Rosie Lennon, Jennifer Stockdale, Simon Goodman and Keith Hamer from the University of Leeds, along with Jenny Dunn and Tony Morris from the RSPB, recently had an article published in the journal Parasitology about this very subject. The link to the abstract, and the journal can be found here. But below is a summary of what they found out.
Trichomoniasis is a disease commonly found in doves and pigeons (or Columbidae) caused by the Trichomonas parasite. It is known to be a problem for the endangered Mauritius pink pigeon for example, where it can result in high mortality in young pigeons in the nest. It has recently been found in greenfinches, passed on via infected garden bird feeders, and led to a 35% decline in greenfinch numbers within a year in the UK.
This study aimed to establish whether the disease was present in wild turtle doves, as well as in three other similar species – collared doves, woodpigeons and stock doves. It also aimed to understand the disease better and find out whether the disease found in doves and pigeons is the same strain killing greenfinch.
The team found the parasite present in all four species, but turtle doves and collared doves were the most likely to carry the parasite with 86% being infected. This was the first time that the parasite has been confirmed in turtle doves in the UK. Unlike the other Columbidae studied, turtle doves rely on seed food all year and they are a migratory species. Increased agricultural efficiency has reduced the availability of arable weed seeds during the period when turtle doves migrate back to Europe from Africa and it is possible that this food stress makes them more susceptible to disease. On farms where supplementary food was put out for game birds, more of the doves and pigeons were found to have the parasite. This suggests that in a similar way to the disease being passed between greenfinches on garden feeders, it can be passed between wild birds on farms in this way. This is likely to be due to a food source, whether supplementary feeding or accidental spillages, attracting a lot of birds to the same place meaning it is easier for the parasite to pass between birds. Of the birds that were shown to have the parasite, hardly any were showing clinical signs of the disease such as saliva round the beak, so it is unclear what effect, if any, this parasite is actually having on these birds.

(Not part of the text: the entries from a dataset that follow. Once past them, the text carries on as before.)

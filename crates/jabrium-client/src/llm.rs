//! LLM-backed reply generation
//!
//! Optional replacement for the template replies. Sends the jab to the
//! Anthropic Messages API or the OpenAI Chat Completions API and posts
//! whatever text comes back.

use async_trait::async_trait;
use reqwest::Client;
use serde::{Deserialize, Serialize};
use std::fmt;
use std::str::FromStr;
use std::time::Duration;
use tracing::debug;

use jabrium::{BotError, Jab, ReplyGenerator};

use crate::client::execute;

const ANTHROPIC_URL: &str = "https://api.anthropic.com/v1/messages";
const ANTHROPIC_VERSION: &str = "2023-06-01";
const OPENAI_URL: &str = "https://api.openai.com/v1/chat/completions";
const MAX_TOKENS: u32 = 1024;

/// Supported LLM providers
#[derive(Debug, Clone, Copy, Default, PartialEq, Eq)]
pub enum LlmProvider {
    #[default]
    Anthropic,
    OpenAi,
}

impl LlmProvider {
    /// Model used when none is configured
    pub fn default_model(&self) -> &'static str {
        match self {
            LlmProvider::Anthropic => "claude-sonnet-4-20250514",
            LlmProvider::OpenAi => "gpt-4o-mini",
        }
    }
}

impl FromStr for LlmProvider {
    type Err = BotError;

    fn from_str(s: &str) -> Result<Self, Self::Err> {
        match s.trim().to_ascii_lowercase().as_str() {
            "anthropic" => Ok(LlmProvider::Anthropic),
            "openai" => Ok(LlmProvider::OpenAi),
            other => Err(BotError::Config(format!(
                "Unsupported LLM provider '{}' (expected anthropic or openai)",
                other
            ))),
        }
    }
}

impl fmt::Display for LlmProvider {
    fn fmt(&self, f: &mut fmt::Formatter<'_>) -> fmt::Result {
        match self {
            LlmProvider::Anthropic => write!(f, "anthropic"),
            LlmProvider::OpenAi => write!(f, "openai"),
        }
    }
}

/// LLM connection settings
#[derive(Debug, Clone)]
pub struct LlmConfig {
    pub provider: LlmProvider,
    pub api_key: String,
    pub model: String,
    pub timeout: Duration,
}

impl LlmConfig {
    /// Settings for a provider with its default model
    pub fn new(provider: LlmProvider, api_key: impl Into<String>) -> Self {
        Self {
            provider,
            api_key: api_key.into(),
            model: provider.default_model().to_string(),
            timeout: Duration::from_secs(60),
        }
    }

    /// Override the model; blank values keep the default
    pub fn with_model(mut self, model: impl AsRef<str>) -> Self {
        let model = model.as_ref().trim();
        if !model.is_empty() {
            self.model = model.to_string();
        }
        self
    }

    pub fn with_timeout(mut self, timeout: Duration) -> Self {
        self.timeout = timeout;
        self
    }
}

// ============================================
// Wire types
// ============================================

#[derive(Debug, Serialize, PartialEq)]
struct ChatMessage {
    role: &'static str,
    content: String,
}

#[derive(Debug, Serialize)]
struct AnthropicRequest {
    model: String,
    max_tokens: u32,
    system: String,
    messages: Vec<ChatMessage>,
}

#[derive(Debug, Deserialize)]
struct AnthropicResponse {
    #[serde(default)]
    content: Vec<AnthropicBlock>,
}

#[derive(Debug, Deserialize)]
struct AnthropicBlock {
    #[serde(default)]
    text: Option<String>,
}

#[derive(Debug, Serialize)]
struct OpenAiRequest {
    model: String,
    messages: Vec<ChatMessage>,
}

#[derive(Debug, Deserialize)]
struct OpenAiResponse {
    #[serde(default)]
    choices: Vec<OpenAiChoice>,
}

#[derive(Debug, Deserialize)]
struct OpenAiChoice {
    message: OpenAiMessage,
}

#[derive(Debug, Deserialize)]
struct OpenAiMessage {
    #[serde(default)]
    content: Option<String>,
}

/// System prompt naming the sender when it is known
fn system_prompt(sender: Option<&str>) -> String {
    let base = "You are an AI agent participating in Jabrium, a discussion platform.";
    match sender.map(str::trim).filter(|s| !s.is_empty()) {
        Some(name) => format!(
            "{} {} sent you this message. Respond thoughtfully and concisely.",
            base, name
        ),
        None => format!("{} Respond thoughtfully and concisely.", base),
    }
}

fn anthropic_request(model: &str, jab: &Jab) -> AnthropicRequest {
    AnthropicRequest {
        model: model.to_string(),
        max_tokens: MAX_TOKENS,
        system: system_prompt(jab.sender_name.as_deref()),
        messages: vec![ChatMessage {
            role: "user",
            content: jab.content.clone(),
        }],
    }
}

fn openai_request(model: &str, jab: &Jab) -> OpenAiRequest {
    OpenAiRequest {
        model: model.to_string(),
        messages: vec![
            ChatMessage {
                role: "system",
                content: system_prompt(jab.sender_name.as_deref()),
            },
            ChatMessage {
                role: "user",
                content: jab.content.clone(),
            },
        ],
    }
}

/// Keep only non-blank reply text
fn non_empty(text: Option<String>, provider: LlmProvider) -> Result<String, BotError> {
    text.filter(|t| !t.trim().is_empty()).ok_or_else(|| {
        BotError::MalformedResponse(format!("{} reply contained no text", provider))
    })
}

fn anthropic_text(response: AnthropicResponse) -> Result<String, BotError> {
    let text = response.content.into_iter().find_map(|block| block.text);
    non_empty(text, LlmProvider::Anthropic)
}

fn openai_text(response: OpenAiResponse) -> Result<String, BotError> {
    let text = response
        .choices
        .into_iter()
        .next()
        .and_then(|choice| choice.message.content);
    non_empty(text, LlmProvider::OpenAi)
}

/// Reply generator backed by a hosted LLM
pub struct LlmReplyGenerator {
    http: Client,
    config: LlmConfig,
}

impl LlmReplyGenerator {
    pub fn new(config: LlmConfig) -> Result<Self, BotError> {
        if config.api_key.trim().is_empty() {
            return Err(BotError::Config("LLM API key is empty".to_string()));
        }

        let http = Client::builder()
            .timeout(config.timeout)
            .build()
            .map_err(|e| BotError::Config(format!("Failed to build HTTP client: {}", e)))?;

        Ok(Self { http, config })
    }

    pub fn config(&self) -> &LlmConfig {
        &self.config
    }
}

#[async_trait]
impl ReplyGenerator for LlmReplyGenerator {
    async fn generate(&self, jab: &Jab, citation_count: usize) -> Result<String, BotError> {
        debug!(
            provider = %self.config.provider,
            model = %self.config.model,
            jab_id = %jab.id,
            citations = citation_count,
            "Generating reply"
        );

        match self.config.provider {
            LlmProvider::Anthropic => {
                let request = self
                    .http
                    .post(ANTHROPIC_URL)
                    .header("x-api-key", &self.config.api_key)
                    .header("anthropic-version", ANTHROPIC_VERSION)
                    .json(&anthropic_request(&self.config.model, jab));
                let response: AnthropicResponse = execute(ANTHROPIC_URL, request).await?;
                anthropic_text(response)
            }
            LlmProvider::OpenAi => {
                let request = self
                    .http
                    .post(OPENAI_URL)
                    .bearer_auth(&self.config.api_key)
                    .json(&openai_request(&self.config.model, jab));
                let response: OpenAiResponse = execute(OPENAI_URL, request).await?;
                openai_text(response)
            }
        }
    }
}

#[cfg(test)]
mod tests {
    use super::*;
    use crate::client::decode;

    #[test]
    fn test_provider_parsing() {
        assert_eq!("anthropic".parse::<LlmProvider>().unwrap(), LlmProvider::Anthropic);
        assert_eq!(" OpenAI ".parse::<LlmProvider>().unwrap(), LlmProvider::OpenAi);

        let err = "mistral".parse::<LlmProvider>().unwrap_err();
        assert_eq!(err.kind(), "config");
        assert!(err.to_string().contains("mistral"));
    }

    #[test]
    fn test_config_model_defaults() {
        let config = LlmConfig::new(LlmProvider::OpenAi, "sk-test");
        assert_eq!(config.model, "gpt-4o-mini");

        let config = LlmConfig::new(LlmProvider::Anthropic, "sk-test").with_model("  ");
        assert_eq!(config.model, "claude-sonnet-4-20250514");

        let config = config.with_model("claude-haiku");
        assert_eq!(config.model, "claude-haiku");
    }

    #[test]
    fn test_empty_key_is_rejected() {
        let err = LlmReplyGenerator::new(LlmConfig::new(LlmProvider::Anthropic, " ")).err();
        assert_eq!(err.map(|e| e.kind()), Some("config"));
    }

    #[test]
    fn test_anthropic_request_body() {
        let jab = Jab::new("j-1", "What about tides?").from_sender("Ada");
        let body = serde_json::to_value(anthropic_request("claude-x", &jab)).unwrap();

        assert_eq!(body["model"], "claude-x");
        assert_eq!(body["max_tokens"], 1024);
        assert_eq!(body["messages"][0]["role"], "user");
        assert_eq!(body["messages"][0]["content"], "What about tides?");
        assert!(body["system"].as_str().unwrap().contains("Ada sent you this message"));
    }

    #[test]
    fn test_openai_request_body() {
        let jab = Jab::new("j-1", "What about tides?");
        let body = serde_json::to_value(openai_request("gpt-x", &jab)).unwrap();

        assert_eq!(body["model"], "gpt-x");
        assert_eq!(body["messages"][0]["role"], "system");
        assert_eq!(body["messages"][1]["role"], "user");
        assert_eq!(body["messages"][1]["content"], "What about tides?");
        assert!(!body["messages"][0]["content"]
            .as_str()
            .unwrap()
            .contains("sent you this message"));
    }

    #[test]
    fn test_anthropic_text_extraction() {
        let response: AnthropicResponse = decode(
            "/v1/messages",
            r#"{"content":[{"type":"text","text":"Tides follow the moon."}]}"#,
        )
        .unwrap();
        assert_eq!(anthropic_text(response).unwrap(), "Tides follow the moon.");

        let empty: AnthropicResponse = decode("/v1/messages", r#"{"content":[]}"#).unwrap();
        assert_eq!(anthropic_text(empty).unwrap_err().kind(), "malformed_response");
    }

    #[test]
    fn test_openai_text_extraction() {
        let response: OpenAiResponse = decode(
            "/v1/chat/completions",
            r#"{"choices":[{"message":{"role":"assistant","content":"Moon pull."}}]}"#,
        )
        .unwrap();
        assert_eq!(openai_text(response).unwrap(), "Moon pull.");

        let blank: OpenAiResponse = decode(
            "/v1/chat/completions",
            r#"{"choices":[{"message":{"role":"assistant","content":"  "}}]}"#,
        )
        .unwrap();
        assert_eq!(openai_text(blank).unwrap_err().kind(), "malformed_response");
    }
}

Four strains of this parasite were identified, but more work is needed to find out whether any of these are identical to the strain killing greenfinches. Overall, as well as providing the first evidence of the extent of infection in turtle doves in the UK, this work also highlights the need to understand the effects and implications of Trichomonas parasites on the host bird.
This work was jointly funded by the RSPB and Natural England through the Action for Birds in England Partnership.